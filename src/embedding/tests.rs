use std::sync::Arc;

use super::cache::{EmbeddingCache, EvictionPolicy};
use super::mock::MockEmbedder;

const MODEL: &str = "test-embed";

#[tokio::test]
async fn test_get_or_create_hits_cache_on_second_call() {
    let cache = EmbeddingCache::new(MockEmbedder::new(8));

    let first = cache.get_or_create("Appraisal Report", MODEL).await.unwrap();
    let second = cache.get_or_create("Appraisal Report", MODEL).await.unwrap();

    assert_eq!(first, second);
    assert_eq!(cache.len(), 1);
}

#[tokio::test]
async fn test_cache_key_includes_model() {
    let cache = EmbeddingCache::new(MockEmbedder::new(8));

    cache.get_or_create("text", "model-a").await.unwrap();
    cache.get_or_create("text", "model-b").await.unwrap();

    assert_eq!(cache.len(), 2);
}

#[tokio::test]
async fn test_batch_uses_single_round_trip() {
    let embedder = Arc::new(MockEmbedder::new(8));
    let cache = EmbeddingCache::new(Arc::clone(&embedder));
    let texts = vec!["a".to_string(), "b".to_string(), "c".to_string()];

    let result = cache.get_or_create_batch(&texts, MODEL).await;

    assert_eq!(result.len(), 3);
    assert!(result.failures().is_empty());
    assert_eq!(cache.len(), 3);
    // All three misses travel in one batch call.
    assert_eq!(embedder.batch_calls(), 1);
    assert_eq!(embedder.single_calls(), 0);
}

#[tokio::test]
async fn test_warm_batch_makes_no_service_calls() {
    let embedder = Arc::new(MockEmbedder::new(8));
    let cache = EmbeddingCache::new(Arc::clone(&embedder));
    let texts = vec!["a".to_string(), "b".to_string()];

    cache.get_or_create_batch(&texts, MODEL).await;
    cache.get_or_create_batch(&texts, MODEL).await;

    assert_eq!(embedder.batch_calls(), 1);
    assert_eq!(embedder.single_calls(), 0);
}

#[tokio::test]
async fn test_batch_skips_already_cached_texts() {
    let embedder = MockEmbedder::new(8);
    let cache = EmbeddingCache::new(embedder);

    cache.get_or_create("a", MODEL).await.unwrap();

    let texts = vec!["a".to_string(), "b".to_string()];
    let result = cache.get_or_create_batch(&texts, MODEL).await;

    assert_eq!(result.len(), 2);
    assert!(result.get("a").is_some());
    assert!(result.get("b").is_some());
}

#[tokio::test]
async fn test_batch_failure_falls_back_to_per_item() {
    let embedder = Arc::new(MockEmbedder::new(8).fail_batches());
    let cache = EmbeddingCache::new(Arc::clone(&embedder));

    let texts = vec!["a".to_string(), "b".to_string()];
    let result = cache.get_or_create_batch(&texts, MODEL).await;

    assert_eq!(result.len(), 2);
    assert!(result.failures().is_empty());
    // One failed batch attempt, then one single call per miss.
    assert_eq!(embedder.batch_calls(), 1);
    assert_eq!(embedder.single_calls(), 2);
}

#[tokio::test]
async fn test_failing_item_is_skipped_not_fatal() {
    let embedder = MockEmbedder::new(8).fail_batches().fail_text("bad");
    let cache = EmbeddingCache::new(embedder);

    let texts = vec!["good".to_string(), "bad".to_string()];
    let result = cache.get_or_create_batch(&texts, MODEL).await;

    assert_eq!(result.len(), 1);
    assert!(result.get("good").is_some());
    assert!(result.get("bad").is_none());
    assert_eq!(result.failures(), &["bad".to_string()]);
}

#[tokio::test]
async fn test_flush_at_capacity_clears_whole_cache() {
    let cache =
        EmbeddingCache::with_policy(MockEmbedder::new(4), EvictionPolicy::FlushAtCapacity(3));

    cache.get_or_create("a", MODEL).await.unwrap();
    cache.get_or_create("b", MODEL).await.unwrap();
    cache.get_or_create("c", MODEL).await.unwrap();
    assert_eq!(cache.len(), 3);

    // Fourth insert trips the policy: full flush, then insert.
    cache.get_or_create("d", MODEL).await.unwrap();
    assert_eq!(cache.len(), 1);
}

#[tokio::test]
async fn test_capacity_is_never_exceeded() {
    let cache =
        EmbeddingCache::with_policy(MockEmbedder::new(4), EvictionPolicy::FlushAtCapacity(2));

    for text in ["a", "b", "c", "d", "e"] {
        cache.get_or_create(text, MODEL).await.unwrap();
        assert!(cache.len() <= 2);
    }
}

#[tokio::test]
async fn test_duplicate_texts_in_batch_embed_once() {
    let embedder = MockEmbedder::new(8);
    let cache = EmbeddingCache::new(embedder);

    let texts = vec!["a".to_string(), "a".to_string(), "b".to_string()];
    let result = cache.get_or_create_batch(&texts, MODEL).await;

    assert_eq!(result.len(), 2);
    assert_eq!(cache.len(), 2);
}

###

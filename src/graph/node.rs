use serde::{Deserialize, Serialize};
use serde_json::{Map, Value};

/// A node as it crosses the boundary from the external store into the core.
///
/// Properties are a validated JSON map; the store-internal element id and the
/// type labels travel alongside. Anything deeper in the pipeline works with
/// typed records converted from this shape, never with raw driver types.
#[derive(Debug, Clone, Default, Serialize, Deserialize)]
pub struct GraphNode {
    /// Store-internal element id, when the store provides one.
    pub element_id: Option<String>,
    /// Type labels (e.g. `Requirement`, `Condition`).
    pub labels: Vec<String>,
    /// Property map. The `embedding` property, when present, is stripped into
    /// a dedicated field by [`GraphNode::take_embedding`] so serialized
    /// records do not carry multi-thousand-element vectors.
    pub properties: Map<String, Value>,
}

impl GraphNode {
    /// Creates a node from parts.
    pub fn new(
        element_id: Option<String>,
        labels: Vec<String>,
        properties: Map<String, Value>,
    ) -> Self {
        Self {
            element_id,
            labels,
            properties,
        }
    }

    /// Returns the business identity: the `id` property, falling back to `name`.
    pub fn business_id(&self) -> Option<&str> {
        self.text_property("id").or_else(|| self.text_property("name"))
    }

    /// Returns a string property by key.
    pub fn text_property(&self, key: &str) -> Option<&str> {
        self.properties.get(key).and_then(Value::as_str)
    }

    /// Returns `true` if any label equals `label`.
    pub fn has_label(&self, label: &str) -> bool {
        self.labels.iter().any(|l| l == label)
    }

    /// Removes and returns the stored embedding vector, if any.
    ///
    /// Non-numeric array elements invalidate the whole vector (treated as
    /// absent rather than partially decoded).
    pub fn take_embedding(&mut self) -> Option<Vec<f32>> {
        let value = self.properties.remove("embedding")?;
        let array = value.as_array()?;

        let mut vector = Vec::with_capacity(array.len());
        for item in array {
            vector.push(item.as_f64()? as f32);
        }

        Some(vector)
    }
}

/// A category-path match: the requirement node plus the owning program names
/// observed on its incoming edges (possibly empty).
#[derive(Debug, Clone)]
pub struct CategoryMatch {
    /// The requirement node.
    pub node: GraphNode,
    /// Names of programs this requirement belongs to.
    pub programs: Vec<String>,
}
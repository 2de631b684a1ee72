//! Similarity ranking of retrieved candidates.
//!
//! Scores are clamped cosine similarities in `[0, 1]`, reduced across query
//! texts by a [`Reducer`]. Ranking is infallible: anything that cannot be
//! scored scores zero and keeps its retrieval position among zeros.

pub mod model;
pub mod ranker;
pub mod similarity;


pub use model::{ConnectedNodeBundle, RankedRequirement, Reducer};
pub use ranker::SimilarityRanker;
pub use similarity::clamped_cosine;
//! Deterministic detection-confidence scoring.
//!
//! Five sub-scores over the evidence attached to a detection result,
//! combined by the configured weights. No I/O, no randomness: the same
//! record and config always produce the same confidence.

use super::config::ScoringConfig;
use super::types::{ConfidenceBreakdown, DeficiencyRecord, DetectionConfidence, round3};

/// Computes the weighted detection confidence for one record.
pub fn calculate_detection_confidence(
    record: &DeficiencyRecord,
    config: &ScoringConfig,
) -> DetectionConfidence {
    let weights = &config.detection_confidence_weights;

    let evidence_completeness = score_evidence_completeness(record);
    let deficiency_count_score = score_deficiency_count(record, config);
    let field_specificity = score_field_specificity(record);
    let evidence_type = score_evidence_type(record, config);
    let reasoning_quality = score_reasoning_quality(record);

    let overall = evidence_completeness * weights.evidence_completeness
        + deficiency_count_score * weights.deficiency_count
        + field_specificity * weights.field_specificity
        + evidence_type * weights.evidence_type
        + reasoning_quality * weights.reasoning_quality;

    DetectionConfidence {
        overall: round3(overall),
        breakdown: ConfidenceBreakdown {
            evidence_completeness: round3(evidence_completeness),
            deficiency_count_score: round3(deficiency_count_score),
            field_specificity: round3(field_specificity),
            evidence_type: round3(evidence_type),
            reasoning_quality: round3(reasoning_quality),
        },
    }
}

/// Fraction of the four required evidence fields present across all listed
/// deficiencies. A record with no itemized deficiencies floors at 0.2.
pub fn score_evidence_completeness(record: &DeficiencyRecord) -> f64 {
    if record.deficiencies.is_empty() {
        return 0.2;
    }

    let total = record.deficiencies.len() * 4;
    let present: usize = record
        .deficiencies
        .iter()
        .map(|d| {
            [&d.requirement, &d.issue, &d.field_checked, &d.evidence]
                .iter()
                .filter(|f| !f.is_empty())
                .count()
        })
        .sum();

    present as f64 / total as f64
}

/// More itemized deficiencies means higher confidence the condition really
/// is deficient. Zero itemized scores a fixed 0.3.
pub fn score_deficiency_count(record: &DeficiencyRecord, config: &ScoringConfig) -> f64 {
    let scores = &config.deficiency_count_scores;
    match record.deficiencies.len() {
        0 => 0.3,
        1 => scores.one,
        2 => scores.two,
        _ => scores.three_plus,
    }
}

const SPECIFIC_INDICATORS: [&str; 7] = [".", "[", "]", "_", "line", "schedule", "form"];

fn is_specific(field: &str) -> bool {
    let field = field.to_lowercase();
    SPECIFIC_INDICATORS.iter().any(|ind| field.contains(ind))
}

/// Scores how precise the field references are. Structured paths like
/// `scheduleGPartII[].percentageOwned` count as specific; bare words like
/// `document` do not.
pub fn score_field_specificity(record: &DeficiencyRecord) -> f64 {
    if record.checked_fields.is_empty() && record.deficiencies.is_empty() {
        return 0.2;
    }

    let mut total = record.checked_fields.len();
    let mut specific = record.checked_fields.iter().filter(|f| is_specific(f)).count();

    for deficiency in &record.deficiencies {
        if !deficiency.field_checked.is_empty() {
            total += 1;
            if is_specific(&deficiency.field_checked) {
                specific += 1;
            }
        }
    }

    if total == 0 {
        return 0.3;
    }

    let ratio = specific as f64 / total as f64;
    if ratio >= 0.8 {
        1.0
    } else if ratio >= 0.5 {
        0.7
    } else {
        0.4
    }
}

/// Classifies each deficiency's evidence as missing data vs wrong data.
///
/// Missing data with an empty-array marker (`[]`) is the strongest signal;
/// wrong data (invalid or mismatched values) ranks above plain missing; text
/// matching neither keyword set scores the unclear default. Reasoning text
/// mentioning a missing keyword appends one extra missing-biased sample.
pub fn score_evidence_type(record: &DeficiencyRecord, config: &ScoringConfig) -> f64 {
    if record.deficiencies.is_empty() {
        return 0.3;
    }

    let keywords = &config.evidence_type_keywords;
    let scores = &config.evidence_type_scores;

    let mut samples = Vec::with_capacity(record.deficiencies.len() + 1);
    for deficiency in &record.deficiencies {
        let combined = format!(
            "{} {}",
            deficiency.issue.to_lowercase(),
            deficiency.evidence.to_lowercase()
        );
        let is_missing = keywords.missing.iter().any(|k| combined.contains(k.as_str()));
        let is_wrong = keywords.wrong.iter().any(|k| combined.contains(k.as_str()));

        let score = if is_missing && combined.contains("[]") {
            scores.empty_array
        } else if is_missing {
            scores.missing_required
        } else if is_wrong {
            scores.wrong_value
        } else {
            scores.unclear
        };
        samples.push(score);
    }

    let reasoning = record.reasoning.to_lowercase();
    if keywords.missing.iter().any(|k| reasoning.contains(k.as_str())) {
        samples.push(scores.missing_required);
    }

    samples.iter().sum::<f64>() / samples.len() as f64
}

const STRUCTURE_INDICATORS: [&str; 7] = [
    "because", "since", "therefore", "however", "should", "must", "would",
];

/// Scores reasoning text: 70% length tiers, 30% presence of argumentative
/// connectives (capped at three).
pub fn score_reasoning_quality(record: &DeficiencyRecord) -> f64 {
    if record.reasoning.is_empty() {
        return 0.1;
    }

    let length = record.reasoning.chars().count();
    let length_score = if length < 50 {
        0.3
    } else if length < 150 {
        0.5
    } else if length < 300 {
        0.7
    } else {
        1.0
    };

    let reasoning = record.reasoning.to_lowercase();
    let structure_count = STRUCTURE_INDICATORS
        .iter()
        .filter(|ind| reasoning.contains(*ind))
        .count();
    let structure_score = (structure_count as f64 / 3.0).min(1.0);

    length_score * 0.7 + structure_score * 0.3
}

###

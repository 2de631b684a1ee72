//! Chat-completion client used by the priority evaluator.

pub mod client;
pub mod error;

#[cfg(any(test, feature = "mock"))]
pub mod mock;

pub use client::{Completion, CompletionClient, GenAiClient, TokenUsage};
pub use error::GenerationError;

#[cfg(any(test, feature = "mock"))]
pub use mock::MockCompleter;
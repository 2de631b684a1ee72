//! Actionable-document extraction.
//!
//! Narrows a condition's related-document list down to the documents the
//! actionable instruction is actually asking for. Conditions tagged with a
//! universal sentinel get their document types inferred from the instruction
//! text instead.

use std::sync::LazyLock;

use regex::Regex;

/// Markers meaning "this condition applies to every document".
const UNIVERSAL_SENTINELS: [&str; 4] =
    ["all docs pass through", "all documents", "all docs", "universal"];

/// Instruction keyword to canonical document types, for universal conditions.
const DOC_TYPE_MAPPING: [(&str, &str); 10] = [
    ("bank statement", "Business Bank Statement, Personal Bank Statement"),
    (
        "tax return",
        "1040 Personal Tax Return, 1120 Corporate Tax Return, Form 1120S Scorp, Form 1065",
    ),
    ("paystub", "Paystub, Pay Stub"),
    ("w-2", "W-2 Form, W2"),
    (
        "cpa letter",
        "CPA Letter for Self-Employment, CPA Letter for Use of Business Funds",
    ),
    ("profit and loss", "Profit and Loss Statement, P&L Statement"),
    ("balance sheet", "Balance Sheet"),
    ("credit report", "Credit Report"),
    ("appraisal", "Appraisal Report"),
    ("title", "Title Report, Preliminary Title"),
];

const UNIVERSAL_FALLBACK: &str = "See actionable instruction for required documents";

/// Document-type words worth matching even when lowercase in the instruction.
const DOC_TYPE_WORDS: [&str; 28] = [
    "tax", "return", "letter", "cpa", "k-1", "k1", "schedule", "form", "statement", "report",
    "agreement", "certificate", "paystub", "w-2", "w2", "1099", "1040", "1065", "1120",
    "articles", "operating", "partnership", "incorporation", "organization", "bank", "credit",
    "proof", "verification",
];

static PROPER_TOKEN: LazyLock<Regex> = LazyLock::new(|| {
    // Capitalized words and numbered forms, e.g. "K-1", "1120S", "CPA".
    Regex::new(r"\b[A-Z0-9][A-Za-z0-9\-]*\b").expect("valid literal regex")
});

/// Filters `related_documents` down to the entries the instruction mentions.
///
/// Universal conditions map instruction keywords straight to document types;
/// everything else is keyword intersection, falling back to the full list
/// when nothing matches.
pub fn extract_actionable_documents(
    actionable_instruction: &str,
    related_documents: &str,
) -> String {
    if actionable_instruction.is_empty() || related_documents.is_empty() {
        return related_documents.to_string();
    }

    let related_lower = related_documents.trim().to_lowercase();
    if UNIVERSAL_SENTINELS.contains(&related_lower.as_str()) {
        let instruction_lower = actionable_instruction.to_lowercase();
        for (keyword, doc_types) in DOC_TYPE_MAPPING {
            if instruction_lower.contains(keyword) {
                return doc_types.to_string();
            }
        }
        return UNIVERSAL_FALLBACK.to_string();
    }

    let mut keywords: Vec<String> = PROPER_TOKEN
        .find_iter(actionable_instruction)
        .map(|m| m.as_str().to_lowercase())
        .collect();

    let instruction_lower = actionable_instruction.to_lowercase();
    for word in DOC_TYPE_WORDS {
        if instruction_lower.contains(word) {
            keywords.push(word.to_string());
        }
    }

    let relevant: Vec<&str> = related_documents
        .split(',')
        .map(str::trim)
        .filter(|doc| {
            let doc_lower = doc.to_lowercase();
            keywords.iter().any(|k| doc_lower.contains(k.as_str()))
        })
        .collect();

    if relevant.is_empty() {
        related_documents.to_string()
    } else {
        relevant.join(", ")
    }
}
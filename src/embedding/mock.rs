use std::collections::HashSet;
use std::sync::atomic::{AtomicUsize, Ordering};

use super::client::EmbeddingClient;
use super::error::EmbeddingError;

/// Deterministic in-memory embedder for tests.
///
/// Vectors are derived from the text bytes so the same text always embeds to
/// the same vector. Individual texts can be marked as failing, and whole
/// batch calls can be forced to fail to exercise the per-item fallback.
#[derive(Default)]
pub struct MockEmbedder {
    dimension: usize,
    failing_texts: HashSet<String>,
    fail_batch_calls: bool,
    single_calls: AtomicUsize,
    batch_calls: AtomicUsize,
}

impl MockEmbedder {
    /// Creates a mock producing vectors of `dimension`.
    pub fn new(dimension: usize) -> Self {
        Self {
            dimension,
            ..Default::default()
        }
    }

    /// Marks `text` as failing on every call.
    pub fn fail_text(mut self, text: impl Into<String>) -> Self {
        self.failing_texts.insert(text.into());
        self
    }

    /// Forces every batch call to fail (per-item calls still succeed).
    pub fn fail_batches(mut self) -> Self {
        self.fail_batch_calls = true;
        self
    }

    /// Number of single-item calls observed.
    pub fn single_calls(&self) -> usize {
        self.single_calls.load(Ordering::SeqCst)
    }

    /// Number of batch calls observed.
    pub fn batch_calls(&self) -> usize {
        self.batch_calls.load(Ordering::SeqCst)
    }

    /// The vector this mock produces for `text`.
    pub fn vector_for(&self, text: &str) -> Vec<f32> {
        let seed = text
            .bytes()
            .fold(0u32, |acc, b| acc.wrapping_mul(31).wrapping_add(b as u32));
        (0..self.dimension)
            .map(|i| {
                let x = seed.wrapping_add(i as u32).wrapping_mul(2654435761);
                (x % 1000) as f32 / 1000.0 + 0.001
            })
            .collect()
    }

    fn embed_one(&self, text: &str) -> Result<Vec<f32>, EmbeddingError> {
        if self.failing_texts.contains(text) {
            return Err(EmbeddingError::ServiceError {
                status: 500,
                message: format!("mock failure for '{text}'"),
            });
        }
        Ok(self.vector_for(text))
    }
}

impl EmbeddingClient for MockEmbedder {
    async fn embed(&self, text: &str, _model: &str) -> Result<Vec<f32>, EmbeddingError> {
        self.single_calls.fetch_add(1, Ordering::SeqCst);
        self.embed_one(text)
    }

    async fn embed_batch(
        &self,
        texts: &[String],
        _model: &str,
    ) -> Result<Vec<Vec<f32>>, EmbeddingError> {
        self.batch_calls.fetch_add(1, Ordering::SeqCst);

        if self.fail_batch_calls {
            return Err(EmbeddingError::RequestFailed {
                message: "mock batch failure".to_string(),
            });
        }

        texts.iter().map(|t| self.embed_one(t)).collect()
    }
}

###

Return every line of the data above in which "seed" appears.

Your solution:
        let seed = text
                let x = seed.wrapping_add(i as u32).wrapping_mul(2654435761);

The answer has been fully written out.